Exercise data →
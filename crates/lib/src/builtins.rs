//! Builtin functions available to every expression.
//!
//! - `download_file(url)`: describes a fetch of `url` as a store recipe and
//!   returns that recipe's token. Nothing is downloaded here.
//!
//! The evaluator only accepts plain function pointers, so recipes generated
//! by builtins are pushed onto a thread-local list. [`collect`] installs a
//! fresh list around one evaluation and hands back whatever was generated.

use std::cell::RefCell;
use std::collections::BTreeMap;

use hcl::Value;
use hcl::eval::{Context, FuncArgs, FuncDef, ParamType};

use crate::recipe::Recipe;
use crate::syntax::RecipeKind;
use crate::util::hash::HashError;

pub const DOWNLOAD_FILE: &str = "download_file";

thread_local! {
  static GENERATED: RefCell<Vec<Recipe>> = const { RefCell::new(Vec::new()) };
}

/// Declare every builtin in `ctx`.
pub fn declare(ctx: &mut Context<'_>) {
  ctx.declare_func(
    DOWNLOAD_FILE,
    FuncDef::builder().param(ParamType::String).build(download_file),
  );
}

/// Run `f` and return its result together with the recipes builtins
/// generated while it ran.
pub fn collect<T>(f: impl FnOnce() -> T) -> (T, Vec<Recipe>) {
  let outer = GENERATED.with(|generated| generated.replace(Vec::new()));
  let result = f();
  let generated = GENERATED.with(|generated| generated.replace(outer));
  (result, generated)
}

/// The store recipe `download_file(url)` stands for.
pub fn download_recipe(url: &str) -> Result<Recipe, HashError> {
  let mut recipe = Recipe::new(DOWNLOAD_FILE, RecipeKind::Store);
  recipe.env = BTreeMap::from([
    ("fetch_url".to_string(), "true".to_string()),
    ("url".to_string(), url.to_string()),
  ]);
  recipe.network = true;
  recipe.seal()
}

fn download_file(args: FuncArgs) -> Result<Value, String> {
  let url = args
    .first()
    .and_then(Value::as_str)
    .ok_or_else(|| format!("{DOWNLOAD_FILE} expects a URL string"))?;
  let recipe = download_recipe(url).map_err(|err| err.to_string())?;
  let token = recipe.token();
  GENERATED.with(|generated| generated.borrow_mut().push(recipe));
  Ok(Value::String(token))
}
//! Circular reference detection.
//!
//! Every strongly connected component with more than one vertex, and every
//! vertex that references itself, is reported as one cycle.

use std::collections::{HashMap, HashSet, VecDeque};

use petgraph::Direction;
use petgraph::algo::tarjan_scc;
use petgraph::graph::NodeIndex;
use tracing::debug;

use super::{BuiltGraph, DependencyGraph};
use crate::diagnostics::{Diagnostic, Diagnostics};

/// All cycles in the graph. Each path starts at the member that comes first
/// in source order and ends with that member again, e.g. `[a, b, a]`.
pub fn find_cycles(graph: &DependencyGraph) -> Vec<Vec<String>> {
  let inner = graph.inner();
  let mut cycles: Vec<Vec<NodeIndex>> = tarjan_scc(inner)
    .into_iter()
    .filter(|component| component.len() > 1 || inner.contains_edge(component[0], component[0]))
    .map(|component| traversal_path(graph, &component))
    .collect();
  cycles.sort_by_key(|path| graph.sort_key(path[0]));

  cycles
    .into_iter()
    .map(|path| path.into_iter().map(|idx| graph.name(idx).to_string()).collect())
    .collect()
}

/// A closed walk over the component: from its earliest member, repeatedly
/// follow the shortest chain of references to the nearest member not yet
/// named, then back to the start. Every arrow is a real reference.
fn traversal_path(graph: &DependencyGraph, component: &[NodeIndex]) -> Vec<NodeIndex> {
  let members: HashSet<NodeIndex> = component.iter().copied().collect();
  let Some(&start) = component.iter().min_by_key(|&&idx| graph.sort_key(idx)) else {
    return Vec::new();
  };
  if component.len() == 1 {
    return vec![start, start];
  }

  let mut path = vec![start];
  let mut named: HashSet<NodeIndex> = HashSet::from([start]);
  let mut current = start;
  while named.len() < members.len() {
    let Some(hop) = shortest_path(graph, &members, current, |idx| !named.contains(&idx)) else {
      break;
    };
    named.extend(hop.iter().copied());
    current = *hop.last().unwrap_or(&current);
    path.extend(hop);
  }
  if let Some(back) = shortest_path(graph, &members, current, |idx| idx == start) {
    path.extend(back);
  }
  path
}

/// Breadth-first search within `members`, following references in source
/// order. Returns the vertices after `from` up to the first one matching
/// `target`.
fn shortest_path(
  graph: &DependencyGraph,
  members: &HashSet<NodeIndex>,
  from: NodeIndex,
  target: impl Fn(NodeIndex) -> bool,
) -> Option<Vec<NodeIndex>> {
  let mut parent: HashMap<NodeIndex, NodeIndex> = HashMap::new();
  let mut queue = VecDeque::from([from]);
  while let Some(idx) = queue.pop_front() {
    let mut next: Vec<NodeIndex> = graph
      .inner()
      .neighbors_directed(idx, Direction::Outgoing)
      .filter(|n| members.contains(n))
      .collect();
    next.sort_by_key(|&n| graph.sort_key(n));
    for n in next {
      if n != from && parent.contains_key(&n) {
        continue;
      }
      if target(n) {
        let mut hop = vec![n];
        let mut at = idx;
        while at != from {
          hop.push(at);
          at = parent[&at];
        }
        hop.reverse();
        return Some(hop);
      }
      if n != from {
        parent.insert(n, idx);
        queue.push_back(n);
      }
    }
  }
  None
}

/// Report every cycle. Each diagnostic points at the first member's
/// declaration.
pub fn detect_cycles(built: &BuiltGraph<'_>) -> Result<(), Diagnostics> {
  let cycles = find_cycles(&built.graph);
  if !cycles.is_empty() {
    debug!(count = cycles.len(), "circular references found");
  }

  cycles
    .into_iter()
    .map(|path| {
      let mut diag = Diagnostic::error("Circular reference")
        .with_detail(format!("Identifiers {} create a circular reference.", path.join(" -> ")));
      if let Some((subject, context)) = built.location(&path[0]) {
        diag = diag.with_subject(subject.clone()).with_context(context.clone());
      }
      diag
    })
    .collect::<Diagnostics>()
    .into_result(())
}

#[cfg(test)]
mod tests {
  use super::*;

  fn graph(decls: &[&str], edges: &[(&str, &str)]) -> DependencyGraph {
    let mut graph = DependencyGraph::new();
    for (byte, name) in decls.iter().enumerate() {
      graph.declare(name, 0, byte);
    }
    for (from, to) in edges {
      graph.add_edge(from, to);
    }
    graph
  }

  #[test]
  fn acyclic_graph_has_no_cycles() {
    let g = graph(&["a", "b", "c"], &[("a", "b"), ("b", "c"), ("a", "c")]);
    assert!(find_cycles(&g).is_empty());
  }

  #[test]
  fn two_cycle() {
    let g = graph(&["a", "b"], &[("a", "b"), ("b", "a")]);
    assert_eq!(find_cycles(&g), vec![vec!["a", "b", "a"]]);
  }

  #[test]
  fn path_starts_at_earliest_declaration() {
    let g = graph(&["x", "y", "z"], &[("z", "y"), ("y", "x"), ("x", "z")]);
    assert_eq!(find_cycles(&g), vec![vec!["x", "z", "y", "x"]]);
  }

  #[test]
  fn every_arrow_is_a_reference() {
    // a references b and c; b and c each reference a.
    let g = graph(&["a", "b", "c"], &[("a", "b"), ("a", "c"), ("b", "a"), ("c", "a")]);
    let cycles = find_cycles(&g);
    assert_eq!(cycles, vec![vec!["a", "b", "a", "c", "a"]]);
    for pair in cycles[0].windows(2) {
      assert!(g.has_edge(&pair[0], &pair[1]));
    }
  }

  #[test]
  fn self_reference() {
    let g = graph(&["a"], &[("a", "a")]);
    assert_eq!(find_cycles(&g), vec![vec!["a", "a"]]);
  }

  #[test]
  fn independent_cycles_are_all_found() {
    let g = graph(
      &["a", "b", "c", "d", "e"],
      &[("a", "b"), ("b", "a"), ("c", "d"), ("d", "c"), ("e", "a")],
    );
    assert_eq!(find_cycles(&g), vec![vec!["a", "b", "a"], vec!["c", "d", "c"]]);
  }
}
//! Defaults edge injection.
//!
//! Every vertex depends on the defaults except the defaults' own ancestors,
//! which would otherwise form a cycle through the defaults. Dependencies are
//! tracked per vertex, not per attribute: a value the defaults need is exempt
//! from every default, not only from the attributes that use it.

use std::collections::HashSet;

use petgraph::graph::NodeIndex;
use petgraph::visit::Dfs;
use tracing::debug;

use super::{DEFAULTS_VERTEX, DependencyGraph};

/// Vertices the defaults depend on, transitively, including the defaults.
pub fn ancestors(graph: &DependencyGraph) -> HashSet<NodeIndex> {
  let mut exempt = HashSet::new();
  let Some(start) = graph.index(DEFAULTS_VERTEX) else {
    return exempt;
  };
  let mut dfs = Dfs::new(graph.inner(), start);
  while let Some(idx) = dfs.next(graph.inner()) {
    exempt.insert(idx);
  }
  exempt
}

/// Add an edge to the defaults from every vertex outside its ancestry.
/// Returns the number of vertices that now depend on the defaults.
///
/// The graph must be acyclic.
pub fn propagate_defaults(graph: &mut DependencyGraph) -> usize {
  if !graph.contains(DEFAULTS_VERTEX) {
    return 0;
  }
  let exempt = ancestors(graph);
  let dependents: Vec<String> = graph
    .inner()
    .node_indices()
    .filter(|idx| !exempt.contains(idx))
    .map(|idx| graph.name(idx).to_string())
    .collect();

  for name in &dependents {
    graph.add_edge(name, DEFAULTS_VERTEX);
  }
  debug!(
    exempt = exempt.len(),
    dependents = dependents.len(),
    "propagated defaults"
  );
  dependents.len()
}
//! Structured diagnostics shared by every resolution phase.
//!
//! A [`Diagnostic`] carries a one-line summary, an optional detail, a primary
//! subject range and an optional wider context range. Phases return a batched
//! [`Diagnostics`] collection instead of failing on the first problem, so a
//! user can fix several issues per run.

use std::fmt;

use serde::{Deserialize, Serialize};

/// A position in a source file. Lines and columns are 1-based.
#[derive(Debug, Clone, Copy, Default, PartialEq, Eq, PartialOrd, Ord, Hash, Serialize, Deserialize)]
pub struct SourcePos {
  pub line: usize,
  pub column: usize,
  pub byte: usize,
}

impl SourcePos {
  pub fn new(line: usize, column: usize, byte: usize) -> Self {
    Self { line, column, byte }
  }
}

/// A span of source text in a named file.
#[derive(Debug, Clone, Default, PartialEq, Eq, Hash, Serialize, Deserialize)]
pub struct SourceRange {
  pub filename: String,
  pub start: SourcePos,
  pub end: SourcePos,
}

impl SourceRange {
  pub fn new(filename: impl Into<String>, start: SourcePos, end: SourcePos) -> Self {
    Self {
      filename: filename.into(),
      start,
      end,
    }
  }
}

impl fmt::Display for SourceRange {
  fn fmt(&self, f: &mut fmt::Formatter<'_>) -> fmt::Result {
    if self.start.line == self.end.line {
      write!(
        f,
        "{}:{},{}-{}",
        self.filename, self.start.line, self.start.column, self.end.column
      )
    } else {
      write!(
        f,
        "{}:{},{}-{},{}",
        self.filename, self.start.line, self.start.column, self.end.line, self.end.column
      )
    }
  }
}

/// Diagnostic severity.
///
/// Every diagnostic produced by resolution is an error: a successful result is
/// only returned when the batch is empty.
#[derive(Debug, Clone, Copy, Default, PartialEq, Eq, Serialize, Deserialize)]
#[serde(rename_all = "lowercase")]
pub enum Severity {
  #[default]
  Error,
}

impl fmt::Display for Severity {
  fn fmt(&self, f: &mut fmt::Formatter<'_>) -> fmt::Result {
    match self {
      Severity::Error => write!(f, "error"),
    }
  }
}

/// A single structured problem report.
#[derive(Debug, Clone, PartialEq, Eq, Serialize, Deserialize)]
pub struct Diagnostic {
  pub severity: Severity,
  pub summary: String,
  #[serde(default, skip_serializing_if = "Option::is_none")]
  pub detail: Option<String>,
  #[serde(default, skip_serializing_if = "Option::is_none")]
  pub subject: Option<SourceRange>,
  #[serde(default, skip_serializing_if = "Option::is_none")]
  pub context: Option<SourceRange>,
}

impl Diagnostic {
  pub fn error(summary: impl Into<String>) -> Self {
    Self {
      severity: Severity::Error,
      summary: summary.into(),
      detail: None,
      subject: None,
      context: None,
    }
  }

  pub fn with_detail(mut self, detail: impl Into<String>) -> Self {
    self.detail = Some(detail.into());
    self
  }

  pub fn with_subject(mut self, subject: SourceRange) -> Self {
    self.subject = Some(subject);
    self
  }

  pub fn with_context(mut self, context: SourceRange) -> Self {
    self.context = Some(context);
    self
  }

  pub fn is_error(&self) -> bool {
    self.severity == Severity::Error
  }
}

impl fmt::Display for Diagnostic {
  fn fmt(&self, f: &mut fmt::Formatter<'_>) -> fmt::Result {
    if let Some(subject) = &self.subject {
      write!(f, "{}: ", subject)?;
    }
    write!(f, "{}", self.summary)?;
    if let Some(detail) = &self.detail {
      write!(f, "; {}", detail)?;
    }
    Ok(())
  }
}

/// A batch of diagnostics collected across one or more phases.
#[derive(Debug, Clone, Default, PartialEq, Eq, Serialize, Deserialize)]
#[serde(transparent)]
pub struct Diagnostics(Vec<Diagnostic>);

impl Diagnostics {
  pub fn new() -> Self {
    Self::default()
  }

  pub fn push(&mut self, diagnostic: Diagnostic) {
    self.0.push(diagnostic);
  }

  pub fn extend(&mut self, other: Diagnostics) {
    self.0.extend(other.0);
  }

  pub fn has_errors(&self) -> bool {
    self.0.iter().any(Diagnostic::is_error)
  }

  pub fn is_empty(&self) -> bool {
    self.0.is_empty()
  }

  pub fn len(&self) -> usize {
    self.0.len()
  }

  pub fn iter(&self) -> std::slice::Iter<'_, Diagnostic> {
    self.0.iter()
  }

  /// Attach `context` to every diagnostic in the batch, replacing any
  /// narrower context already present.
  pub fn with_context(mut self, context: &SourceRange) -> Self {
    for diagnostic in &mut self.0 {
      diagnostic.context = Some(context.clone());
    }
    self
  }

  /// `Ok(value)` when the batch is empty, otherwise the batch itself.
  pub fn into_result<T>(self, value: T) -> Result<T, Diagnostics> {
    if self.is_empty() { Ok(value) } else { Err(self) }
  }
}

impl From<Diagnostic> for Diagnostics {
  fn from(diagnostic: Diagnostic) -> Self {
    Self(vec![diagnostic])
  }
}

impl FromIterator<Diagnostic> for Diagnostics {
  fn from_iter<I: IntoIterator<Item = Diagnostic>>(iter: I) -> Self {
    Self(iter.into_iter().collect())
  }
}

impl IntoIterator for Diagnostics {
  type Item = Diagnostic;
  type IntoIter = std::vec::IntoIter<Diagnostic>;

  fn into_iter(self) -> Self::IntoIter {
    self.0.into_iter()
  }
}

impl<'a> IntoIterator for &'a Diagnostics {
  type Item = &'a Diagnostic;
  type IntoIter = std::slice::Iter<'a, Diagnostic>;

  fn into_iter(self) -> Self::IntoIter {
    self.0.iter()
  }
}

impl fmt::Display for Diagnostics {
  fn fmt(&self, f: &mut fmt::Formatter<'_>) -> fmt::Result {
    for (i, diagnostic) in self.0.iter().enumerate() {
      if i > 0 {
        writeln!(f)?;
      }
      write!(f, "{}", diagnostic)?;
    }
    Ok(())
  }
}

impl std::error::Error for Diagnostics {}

---

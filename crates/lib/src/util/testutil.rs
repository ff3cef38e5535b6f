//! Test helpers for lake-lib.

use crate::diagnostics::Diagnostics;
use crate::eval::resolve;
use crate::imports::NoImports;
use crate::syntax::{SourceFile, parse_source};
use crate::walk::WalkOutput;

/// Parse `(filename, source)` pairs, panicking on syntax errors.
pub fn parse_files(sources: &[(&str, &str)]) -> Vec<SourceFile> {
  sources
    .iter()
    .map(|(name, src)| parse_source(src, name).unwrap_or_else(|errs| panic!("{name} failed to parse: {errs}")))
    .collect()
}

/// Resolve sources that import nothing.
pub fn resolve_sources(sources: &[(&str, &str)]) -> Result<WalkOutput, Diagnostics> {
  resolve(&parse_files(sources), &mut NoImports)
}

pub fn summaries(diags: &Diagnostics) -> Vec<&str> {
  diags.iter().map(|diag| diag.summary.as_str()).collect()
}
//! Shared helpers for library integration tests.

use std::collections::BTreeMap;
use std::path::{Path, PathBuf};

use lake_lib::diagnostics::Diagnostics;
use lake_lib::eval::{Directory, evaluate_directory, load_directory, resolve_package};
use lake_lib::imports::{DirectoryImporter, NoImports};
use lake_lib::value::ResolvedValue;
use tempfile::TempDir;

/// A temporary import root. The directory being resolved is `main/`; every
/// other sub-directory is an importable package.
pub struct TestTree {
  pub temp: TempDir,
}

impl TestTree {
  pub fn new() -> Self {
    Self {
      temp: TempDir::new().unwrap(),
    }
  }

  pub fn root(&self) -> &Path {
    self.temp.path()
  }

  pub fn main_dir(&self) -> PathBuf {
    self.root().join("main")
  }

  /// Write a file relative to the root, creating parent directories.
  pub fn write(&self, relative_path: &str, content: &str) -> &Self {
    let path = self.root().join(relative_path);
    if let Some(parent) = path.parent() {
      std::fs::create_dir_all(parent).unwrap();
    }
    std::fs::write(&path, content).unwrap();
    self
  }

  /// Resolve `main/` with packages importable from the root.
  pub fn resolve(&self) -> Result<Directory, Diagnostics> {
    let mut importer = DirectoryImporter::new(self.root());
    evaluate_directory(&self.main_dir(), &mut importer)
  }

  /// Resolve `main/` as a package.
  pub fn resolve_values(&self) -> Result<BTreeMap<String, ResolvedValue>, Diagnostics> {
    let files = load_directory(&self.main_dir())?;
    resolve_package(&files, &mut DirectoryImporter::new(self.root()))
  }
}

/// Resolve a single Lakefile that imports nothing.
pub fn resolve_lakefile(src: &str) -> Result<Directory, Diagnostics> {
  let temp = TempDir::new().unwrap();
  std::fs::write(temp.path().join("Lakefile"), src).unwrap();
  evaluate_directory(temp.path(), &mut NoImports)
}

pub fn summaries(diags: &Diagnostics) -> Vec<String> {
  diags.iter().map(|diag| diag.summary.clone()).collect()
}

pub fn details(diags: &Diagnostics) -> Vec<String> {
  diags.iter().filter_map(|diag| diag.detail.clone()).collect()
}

Exercise brief →
If a line of the records above holds the word "FuncDef", show it.

Answer to this exercise →
use hcl::eval::{Context, FuncArgs, FuncDef, ParamType};
    FuncDef::builder().param(ParamType::String).build(download_file),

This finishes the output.